More specifically, they:
ASPEN FENCE EXCLOSURES
The Flagstaff Ranger District alone contains more than seventy fences, commonly termed “exclosures” that keep elk, deer, and livestock out. Their locations range from the Hochderffer Hills (just north of the San Francisco Peaks) to five miles south of Mormon Lake. There are approximately an equal number on the Mogollon Rim Ranger District. Experience has shown that these fences need to be seven and a half to eight feet high and maintained for 20-30 years. If they are removed any sooner or are allowed to deteriorate, the elk, deer and livestock can make short work of the young aspen or willows.
RIPARIAN FENCE EXCLOSURES
These fences surround sensitive areas including springs, riparian areas and meadows to keep elk, deer, livestock and motorized vehicles out, allowing natural vegetation to flourish. The fences must be eight feet high to be effective against wildlife. Fences designed just to keep out motorized vehicles are typically a log-worm design and can be very attractive. FoNAF builds and maintains these types of fences on both districts.
PRONGHORN FRIENDLY FENCES
Many right-of-way and pasture fences were built using three, four or even five strands of barbed wire. These present a challenge to pronghorn antelope that do not jump over fences but scoot under them. The Flagstaff Ranger District in a joint effort with Arizona Game and Fish Department convert these fences to be what is termed "pronghorn friendly.” That involves replacing the bottom strand of barbed wire with smooth wire, placing it at least eighteen inches above the ground. FoNAF is assisting in this effort.

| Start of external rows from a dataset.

// src/error.rs

use std::time::Duration;

use bb8::RunError;
use thiserror::Error;

/// Failures raised by the Postgres-backed stores (profiles, inquiries, geo index).
#[derive(Debug, Error)]
pub enum StoreError {
    #[error("Database pool error: {0}")]
    Pool(String),

    #[error("Query execution error: {0}")]
    Query(#[from] tokio_postgres::Error),

    #[error("Record not found: {0}")]
    NotFound(String),

    #[error("Data conversion error: {0}")]
    Decode(String),
}

impl From<RunError<tokio_postgres::Error>> for StoreError {
    fn from(err: RunError<tokio_postgres::Error>) -> Self {
        match err {
            RunError::User(e) => StoreError::Query(e),
            RunError::TimedOut => StoreError::Pool("timed out waiting for a connection".into()),
        }
    }
}

/// Failures surfaced by a proximity search.
///
/// Candidates with an unusable location are skipped rather than reported, and an
/// empty result is a plain `Ok(vec![])`.
#[derive(Debug, Error)]
pub enum SearchError {
    #[error("Invalid coordinate: latitude {latitude}, longitude {longitude}")]
    InvalidCoordinate { latitude: f64, longitude: f64 },

    #[error("Invalid search configuration: {0}")]
    InvalidConfig(String),

    #[error("Geo index unavailable")]
    IndexUnavailable(#[source] StoreError),

    #[error("Search exceeded its deadline of {0:?}")]
    DeadlineExceeded(Duration),
}

/// Failures of the top-picks caller around a search.
#[derive(Debug, Error)]
pub enum TopPicksError {
    #[error("Profile not found: {0}")]
    ProfileNotFound(String),

    #[error(transparent)]
    Search(#[from] SearchError),

    #[error(transparent)]
    Store(#[from] StoreError),
}
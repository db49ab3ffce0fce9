// tests/api.rs

use async_trait::async_trait;
use axum::{
    body::Body,
    http::{Request, StatusCode},
    Router,
};
use http_body_util::BodyExt;
use serde_json::{json, Value};
use std::sync::{Arc, Mutex};
use tower::ServiceExt;
use uuid::Uuid;

use pairent_lib::api::{create_api_routes, AppState};
use pairent_lib::error::StoreError;
use pairent_lib::geo::Coordinate;
use pairent_lib::index::{GeoIndex, InMemoryGeoIndex};
use pairent_lib::inquiries::{ContactSubmission, InquiryStore, SubscriptionSubmission};
use pairent_lib::models::ProfileId;
use pairent_lib::notifications::{LogPushSender, MessageNotifier};
use pairent_lib::profiles::{InMemoryProfileStore, Profile, ProfileStore};
use pairent_lib::proximity::SearchConfig;
use pairent_lib::TopPicksService;

#[derive(Default)]
struct RecordingInquiries {
    contacts: Mutex<Vec<ContactSubmission>>,
    subscriptions: Mutex<Vec<SubscriptionSubmission>>,
}

#[async_trait]
impl InquiryStore for RecordingInquiries {
    async fn submit_contact(&self, submission: &ContactSubmission) -> Result<Uuid, StoreError> {
        self.contacts.lock().unwrap().push(submission.clone());
        Ok(Uuid::new_v4())
    }

    async fn submit_subscription(
        &self,
        submission: &SubscriptionSubmission,
    ) -> Result<Uuid, StoreError> {
        self.subscriptions.lock().unwrap().push(submission.clone());
        Ok(Uuid::new_v4())
    }
}

struct Harness {
    app: Router,
    profiles: Arc<InMemoryProfileStore>,
    inquiries: Arc<RecordingInquiries>,
}

fn harness() -> Harness {
    let mut profiles = Vec::new();
    let mut docs = Vec::new();
    for (id, lat) in [("ana", 52.5200), ("ben", 52.5205), ("cy", 52.5300)] {
        let doc = InMemoryGeoIndex::document_at(id, Coordinate::new(lat, 13.4050).unwrap()).unwrap();
        let mut profile = Profile::new(id);
        profile.location = Some(doc.location.clone());
        profile.fcm_tokens = vec![format!("{}-phone", id)];
        profiles.push(profile);
        docs.push(doc);
    }
    profiles.push(Profile::new("hermit"));

    let profiles = Arc::new(InMemoryProfileStore::from_profiles(profiles));
    let index: Arc<dyn GeoIndex> = Arc::new(InMemoryGeoIndex::from_documents(docs));
    let inquiries = Arc::new(RecordingInquiries::default());
    let state = Arc::new(AppState {
        top_picks: Arc::new(TopPicksService::new(
            profiles.clone(),
            index,
            SearchConfig::default().with_deadline(None),
        )),
        inquiries: inquiries.clone(),
        messages: Arc::new(MessageNotifier::new(profiles.clone(), Arc::new(LogPushSender))),
    });
    Harness {
        app: create_api_routes(state),
        profiles,
        inquiries,
    }
}

async fn send(app: Router, request: Request<Body>) -> (StatusCode, Value) {
    let response = app.oneshot(request).await.unwrap();
    let status = response.status();
    let bytes = response.into_body().collect().await.unwrap().to_bytes();
    (status, serde_json::from_slice(&bytes).unwrap())
}

fn get(uri: &str) -> Request<Body> {
    Request::builder().uri(uri).body(Body::empty()).unwrap()
}

fn post_json(uri: &str, body: Value) -> Request<Body> {
    Request::builder()
        .method("POST")
        .uri(uri)
        .header("content-type", "application/json")
        .body(Body::from(body.to_string()))
        .unwrap()
}

#[tokio::test]
async fn nearby_users_returns_ranked_ids() {
    let h = harness();

    let (status, body) = send(h.app, get("/nearby-users/ana")).await;

    assert_eq!(status, StatusCode::OK);
    assert_eq!(body["success"], true);
    assert_eq!(body["data"]["user_id"], "ana");
    assert_eq!(body["data"]["top_picks"], json!(["ben", "cy"]));
}

#[tokio::test]
async fn nearby_users_for_unknown_profile_is_not_found() {
    let h = harness();

    let (status, body) = send(h.app, get("/nearby-users/nobody")).await;

    assert_eq!(status, StatusCode::NOT_FOUND);
    assert_eq!(body["success"], false);
    assert!(body["error"].as_str().unwrap().contains("nobody"));
}

#[tokio::test]
async fn nearby_users_without_location_is_empty() {
    let h = harness();

    let (status, body) = send(h.app, get("/nearby-users/hermit")).await;

    assert_eq!(status, StatusCode::OK);
    assert_eq!(body["data"]["top_picks"], json!([]));
}

#[tokio::test]
async fn top_picks_refresh_persists() {
    let h = harness();

    let (status, body) = send(h.app, post_json("/profiles/cy/top-picks", json!({}))).await;

    assert_eq!(status, StatusCode::OK);
    assert_eq!(body["data"]["top_picks"], json!(["ben", "ana"]));
    let stored = h
        .profiles
        .get_profile(&ProfileId::new("cy"))
        .await
        .unwrap()
        .unwrap();
    assert!(stored.top_picks_loaded);
    assert_eq!(stored.top_picks, vec![ProfileId::new("ben"), ProfileId::new("ana")]);
}

#[tokio::test]
async fn chat_message_notifies_recipients() {
    let h = harness();
    let payload = json!({
        "recipient_ids": ["ben", "ghost"],
        "sender_name": "Ana",
        "content": "Coffee later?"
    });

    let (status, body) = send(h.app, post_json("/chats/c1/thread/m1", payload)).await;

    assert_eq!(status, StatusCode::OK);
    assert_eq!(body["data"]["recipients"], 2);
    assert_eq!(body["data"]["missing_recipients"], 1);
    assert_eq!(body["data"]["delivered"], 1);
}

#[tokio::test]
async fn contact_form_is_stored() {
    let h = harness();
    let payload = json!({"name": "Lee", "email": "lee@example.com", "message": "Hello"});

    let (status, body) = send(h.app, post_json("/contact", payload)).await;

    assert_eq!(status, StatusCode::OK);
    let result = body["data"]["result"].as_str().unwrap();
    assert!(result.starts_with("inquiry with ID: "));
    assert!(result.ends_with(" added"));
    let contacts = h.inquiries.contacts.lock().unwrap();
    assert_eq!(contacts.len(), 1);
    assert_eq!(contacts[0].email, "lee@example.com");
}

#[tokio::test]
async fn subscription_requires_email() {
    let h = harness();

    let (status, body) = send(
        h.app,
        post_json("/subscribe", json!({"name": "Lee", "email": "  "})),
    )
    .await;

    assert_eq!(status, StatusCode::BAD_REQUEST);
    assert_eq!(body["error"], "email is required");
    assert!(h.inquiries.subscriptions.lock().unwrap().is_empty());
}

#[tokio::test]
async fn subscription_is_stored() {
    let h = harness();
    let payload = json!({"email": "kim@example.com", "referral": "friend"});

    let (status, body) = send(h.app, post_json("/subscribe", payload)).await;

    assert_eq!(status, StatusCode::OK);
    assert!(body["data"]["result"]
        .as_str()
        .unwrap()
        .starts_with("subscription with ID: "));
    let subs = h.inquiries.subscriptions.lock().unwrap();
    assert_eq!(subs[0].referral.as_deref(), Some("friend"));
    assert_eq!(subs[0].name, None);
}
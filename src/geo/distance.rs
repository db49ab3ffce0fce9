// src/geo/distance.rs

use super::Coordinate;

/// Calculate the Haversine distance between two points in meters
pub fn calculate_haversine_distance(lat1: f64, lon1: f64, lat2: f64, lon2: f64) -> f64 {
    const EARTH_RADIUS: f64 = 6371000.0; // Earth radius in meters

    let lat1_rad = lat1.to_radians();
    let lat2_rad = lat2.to_radians();
    let dlat = lat2_rad - lat1_rad;
    let dlon = (lon2 - lon1).to_radians();

    let a =
        (dlat / 2.0).sin().powi(2) + lat1_rad.cos() * lat2_rad.cos() * (dlon / 2.0).sin().powi(2);
    let c = 2.0 * a.sqrt().atan2((1.0 - a).sqrt());

    EARTH_RADIUS * c
}

/// Great-circle distance between two coordinates, in meters.
pub fn distance_between(a: &Coordinate, b: &Coordinate) -> f64 {
    calculate_haversine_distance(a.latitude(), a.longitude(), b.latitude(), b.longitude())
}
use std::sync::{Arc, Mutex};
use std::time::Duration;

use log::trace;

use crate::lock;
use crate::promise::{Promise, Resolution};
use crate::schedule::Handle;

struct Gather<T> {
    values: Vec<Option<T>>,
    remaining: usize,
}

impl<T, E> Promise<T, E>
where
    T: Clone + Send + 'static,
    E: Clone + Send + 'static,
{
    /// An already fulfilled promise.
    pub fn resolve(handle: &Handle, value: T) -> Self {
        Self::resolve_with(handle, Resolution::Value(value))
    }

    /// A promise resolved with `resolution`; adopting when it is a promise.
    pub fn resolve_with(handle: &Handle, resolution: Resolution<T, E>) -> Self {
        let (resolver, promise) = Self::pending(handle);
        resolver.resolve_with(resolution);
        promise
    }

    /// A new promise that settles however `source` does.
    ///
    /// ```
    /// use promise_loop::{EventLoop, Promise};
    ///
    /// let event_loop = EventLoop::new();
    /// let handle = event_loop.handle();
    /// let nested = Promise::<i32, ()>::from_promise(&handle, Promise::resolve(&handle, 5));
    /// assert_eq!(event_loop.block_on(&nested).unwrap(), Ok(5));
    /// ```
    pub fn from_promise(handle: &Handle, source: Promise<T, E>) -> Self {
        Self::resolve_with(handle, Resolution::Adopt(source))
    }

    /// An already rejected promise.
    pub fn reject(handle: &Handle, reason: E) -> Self {
        let (resolver, promise) = Self::pending(handle);
        resolver.reject(reason);
        promise
    }

    /// Fulfills with `value` once `delay` has passed on the handle's clock.
    pub fn resolve_after(handle: &Handle, delay: Duration, value: T) -> Self {
        let (resolver, promise) = Self::pending(handle);
        handle.defer_after(delay, move || {
            resolver.resolve(value);
        });
        promise
    }

    /// Rejects with `reason` once `delay` has passed on the handle's clock.
    pub fn reject_after(handle: &Handle, delay: Duration, reason: E) -> Self {
        let (resolver, promise) = Self::pending(handle);
        handle.defer_after(delay, move || {
            resolver.reject(reason);
        });
        promise
    }

    /// Fulfills with every input's value, in input order, once all of them
    /// fulfilled. Rejects with the first rejection.
    pub fn all<I>(handle: &Handle, promises: I) -> Promise<Vec<T>, E>
    where
        I: IntoIterator<Item = Promise<T, E>>,
    {
        let promises: Vec<_> = promises.into_iter().collect();
        let (resolver, all) = Promise::pending(handle);
        trace!("promise #{} waits on {} input(s)", all.id(), promises.len());
        if promises.is_empty() {
            resolver.resolve(Vec::new());
            return all;
        }
        let gather = Arc::new(Mutex::new(Gather {
            values: promises.iter().map(|_| None).collect(),
            remaining: promises.len(),
        }));
        for (index, promise) in promises.into_iter().enumerate() {
            let gather = gather.clone();
            let resolver = resolver.clone();
            promise.subscribe(move |outcome| match outcome {
                Ok(value) => {
                    let values = {
                        let mut gather = lock(&gather);
                        gather.values[index] = Some(value);
                        gather.remaining -= 1;
                        if gather.remaining > 0 {
                            return;
                        }
                        gather.values.drain(..).flatten().collect()
                    };
                    resolver.resolve(values);
                }
                Err(reason) => {
                    resolver.reject(reason);
                }
            });
        }
        all
    }

    /// Settles like the first input to settle. Inputs settled in the same
    /// turn win in iteration order. With no inputs it never settles.
    pub fn race<I>(handle: &Handle, promises: I) -> Self
    where
        I: IntoIterator<Item = Promise<T, E>>,
    {
        let (resolver, race) = Self::pending(handle);
        for promise in promises {
            let resolver = resolver.clone();
            promise.subscribe(move |outcome| {
                match outcome {
                    Ok(value) => resolver.resolve(value),
                    Err(reason) => resolver.reject(reason),
                };
            });
        }
        race
    }
}

#[cfg(test)]
mod tests {
    use crate::{EventLoop, Promise, State};
    use std::time::Duration;

    fn ms(n: u64) -> Duration {
        Duration::from_millis(n)
    }

    #[test]
    fn all_of_nothing_is_already_fulfilled() {
        let event_loop = EventLoop::new();
        let all = Promise::<i32, String>::all(&event_loop.handle(), Vec::new());
        assert_eq!(all.state(), State::Fulfilled(vec![]));
    }

    #[test]
    fn all_keeps_input_order() {
        let event_loop = EventLoop::new();
        let handle = event_loop.handle();
        let all = Promise::<i32, String>::all(
            &handle,
            [
                Promise::resolve_after(&handle, ms(30), 1),
                Promise::resolve_after(&handle, ms(10), 2),
                Promise::resolve_after(&handle, ms(20), 3),
            ],
        );
        assert_eq!(event_loop.block_on(&all).unwrap(), Ok(vec![1, 2, 3]));
    }

    #[test]
    fn all_rejects_with_the_first_rejection() {
        let event_loop = EventLoop::new();
        let handle = event_loop.handle();
        let all = Promise::<i32, String>::all(
            &handle,
            [
                Promise::resolve_after(&handle, ms(50), 1),
                Promise::reject_after(&handle, ms(10), "second".to_string()),
                Promise::reject_after(&handle, ms(20), "third".to_string()),
            ],
        );
        assert_eq!(event_loop.block_on(&all).unwrap(), Err("second".to_string()));
        assert_eq!(event_loop.now(), ms(10));
    }

    #[test]
    fn race_takes_the_earliest_settlement() {
        let event_loop = EventLoop::new();
        let handle = event_loop.handle();
        let race = Promise::race(
            &handle,
            [
                Promise::resolve_after(&handle, ms(10), "late"),
                Promise::reject_after(&handle, ms(1), "I am a REJECTOR"),
            ],
        );
        assert_eq!(event_loop.block_on(&race).unwrap(), Err("I am a REJECTOR"));
    }

    #[test]
    fn race_ties_go_to_iteration_order() {
        let event_loop = EventLoop::new();
        let handle = event_loop.handle();
        let race = Promise::<&str, &str>::race(
            &handle,
            [Promise::reject(&handle, "first"), Promise::resolve(&handle, "second")],
        );
        assert_eq!(event_loop.block_on(&race).unwrap(), Err("first"));
    }

    #[test]
    fn race_of_nothing_stalls() {
        let event_loop = EventLoop::new();
        let race = Promise::<(), ()>::race(&event_loop.handle(), Vec::new());
        assert_eq!(
            event_loop.block_on(&race),
            Err(crate::Error::Stalled { id: race.id() })
        );
    }
}
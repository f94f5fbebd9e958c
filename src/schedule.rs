//! The deferred-invocation seam. Promises never run their reactions
//! themselves; they hand them to a [`Schedule`] through a [`Handle`].

use std::fmt::{self, Debug};
use std::sync::Arc;
use std::time::Duration;

/// A unit of deferred work.
pub type Job = Box<dyn FnOnce() + Send + 'static>;

/// A probe answering "has a handler been attached since?" for a promise that
/// was rejected while nobody was listening.
pub type RejectionProbe = Box<dyn Fn() -> bool + Send + 'static>;

/// What the host must supply to drive promises.
///
/// `defer` jobs run after the current synchronous work returns, in FIFO
/// order, and all of them before any `defer_after` job whose delay has
/// elapsed.
pub trait Schedule: Send + Sync {
    fn defer(&self, job: Job);

    fn defer_after(&self, delay: Duration, job: Job);

    /// Called when promise `id` is rejected with no reaction attached. Hosts
    /// that do not report unhandled rejections can ignore it.
    fn track_rejection(&self, id: u64, probe: RejectionProbe) {
        let _ = (id, probe);
    }
}

/// A cheap, cloneable reference to a scheduler.
#[derive(Clone)]
pub struct Handle {
    scheduler: Arc<dyn Schedule>,
}

impl Handle {
    /// Wrap any scheduler implementation.
    ///
    /// # Examples
    ///
    /// ```
    /// use std::sync::{Arc, Mutex};
    /// use std::time::Duration;
    /// use promise_loop::{Handle, Job, Promise, Schedule};
    ///
    /// #[derive(Default)]
    /// struct Fifo(Mutex<Vec<Job>>);
    ///
    /// impl Schedule for Fifo {
    ///     fn defer(&self, job: Job) {
    ///         self.0.lock().unwrap().push(job);
    ///     }
    ///     fn defer_after(&self, _delay: Duration, job: Job) {
    ///         self.defer(job);
    ///     }
    /// }
    ///
    /// let fifo = Arc::new(Fifo::default());
    /// let handle = Handle::new(fifo.clone());
    /// let doubled = Promise::<i32, ()>::resolve(&handle, 21).then(|n| Ok(n * 2));
    /// assert!(doubled.is_pending());
    ///
    /// loop {
    ///     let jobs = std::mem::take(&mut *fifo.0.lock().unwrap());
    ///     if jobs.is_empty() {
    ///         break;
    ///     }
    ///     jobs.into_iter().for_each(|job| job());
    /// }
    /// assert_eq!(doubled.outcome(), Some(Ok(42)));
    /// ```
    pub fn new<S: Schedule + 'static>(scheduler: Arc<S>) -> Self {
        Handle { scheduler }
    }

    pub fn defer<F>(&self, job: F)
    where
        F: FnOnce() + Send + 'static,
    {
        self.scheduler.defer(Box::new(job));
    }

    pub fn defer_after<F>(&self, delay: Duration, job: F)
    where
        F: FnOnce() + Send + 'static,
    {
        self.scheduler.defer_after(delay, Box::new(job));
    }

    pub(crate) fn track_rejection(&self, id: u64, probe: RejectionProbe) {
        self.scheduler.track_rejection(id, probe);
    }
}

impl Debug for Handle {
    fn fmt(&self, f: &mut fmt::Formatter<'_>) -> fmt::Result {
        f.debug_struct("Handle").finish_non_exhaustive()
    }
}
/// A one-shot result that is not available yet.
///
/// Clones share the same settlement. Reactions attached with [`then`] and
/// friends always run as deferred jobs on the promise's [`Handle`], never
/// inside the call that attached them.
///
/// # Examples
///
/// ```
/// use promise_loop::{EventLoop, Promise};
///
/// let event_loop = EventLoop::new();
/// let promise = Promise::<i32, String>::new(&event_loop.handle(), |resolver| {
///     resolver.resolve(41);
///     Ok(())
/// })
/// .then(|value| Ok(value + 1));
///
/// assert_eq!(event_loop.block_on(&promise).unwrap(), Ok(42));
/// ```
///
/// [`then`]: Promise::then
pub struct Promise<T, E> {
    id: u64,
    inner: Arc<Mutex<Inner<T, E>>>,
    handle: Handle,
}

/// The settle capability handed to an executor. Only the first call on any
/// clone has an effect.
pub struct Resolver<T, E> {
    id: u64,
    inner: Arc<Mutex<Inner<T, E>>>,
    handle: Handle,
}

impl<T, E> Clone for Promise<T, E> {
    fn clone(&self) -> Self {
        Self {
            id: self.id,
            inner: self.inner.clone(),
            handle: self.handle.clone(),
        }
    }
}

impl<T, E> Clone for Resolver<T, E> {
    fn clone(&self) -> Self {
        Self {
            id: self.id,
            inner: self.inner.clone(),
            handle: self.handle.clone(),
        }
    }
}

impl<T, E> Debug for Promise<T, E> {
    fn fmt(&self, f: &mut fmt::Formatter<'_>) -> fmt::Result {
        let state = match lock(&self.inner).state {
            State::Pending => "pending",
            State::Fulfilled(_) => "fulfilled",
            State::Rejected(_) => "rejected",
        };
        f.debug_struct("Promise").field("id", &self.id).field("state", &state).finish()
    }
}

impl<T, E> Debug for Resolver<T, E> {
    fn fmt(&self, f: &mut fmt::Formatter<'_>) -> fmt::Result {
        f.debug_struct("Resolver").field("id", &self.id).finish()
    }
}

fn is_handled<T, E>(inner: &Mutex<Inner<T, E>>) -> bool {
    lock(inner).handled
}

fn settle<T, E>(id: u64, inner: &Arc<Mutex<Inner<T, E>>>, handle: &Handle, outcome: Result<T, E>)
where
    T: Clone + Send + 'static,
    E: Clone + Send + 'static,
{
    let (reactions, wakers, unhandled) = {
        let mut guard = lock(inner);
        if !matches!(guard.state, State::Pending) {
            return;
        }
        guard.state = match &outcome {
            Ok(value) => State::Fulfilled(value.clone()),
            Err(reason) => State::Rejected(reason.clone()),
        };
        let unhandled = outcome.is_err() && !guard.handled;
        (std::mem::take(&mut guard.reactions), std::mem::take(&mut guard.wakers), unhandled)
    };
    debug!(
        "promise #{id} {} with {} reaction(s)",
        if outcome.is_ok() { "fulfilled" } else { "rejected" },
        reactions.len()
    );
    for reaction in reactions {
        let outcome = outcome.clone();
        handle.defer(move || reaction(outcome));
    }
    for waker in wakers {
        waker.wake();
    }
    if unhandled {
        let weak: Weak<Mutex<Inner<T, E>>> = Arc::downgrade(inner);
        let probe = move || weak.upgrade().map_or(false, |inner| is_handled(&inner));
        handle.track_rejection(id, Box::new(probe));
    }
}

To provide consistent monitoring of the aspen and riparian exclosures on the Flagstaff Ranger District each structure is assigned to a steward – a FoNAF member who has volunteered for this duty. He or she visits the exclosures(s) for which he or she is responsible at least two times a year – early spring after the snows have melted and late fall before the snows arrive. If a steward observes minor damage he or she may make the needed repairs immediately. In the case of more severe problems, such as when a tree has fallen on the fence, the steward will report the problem to the fence project coordinator.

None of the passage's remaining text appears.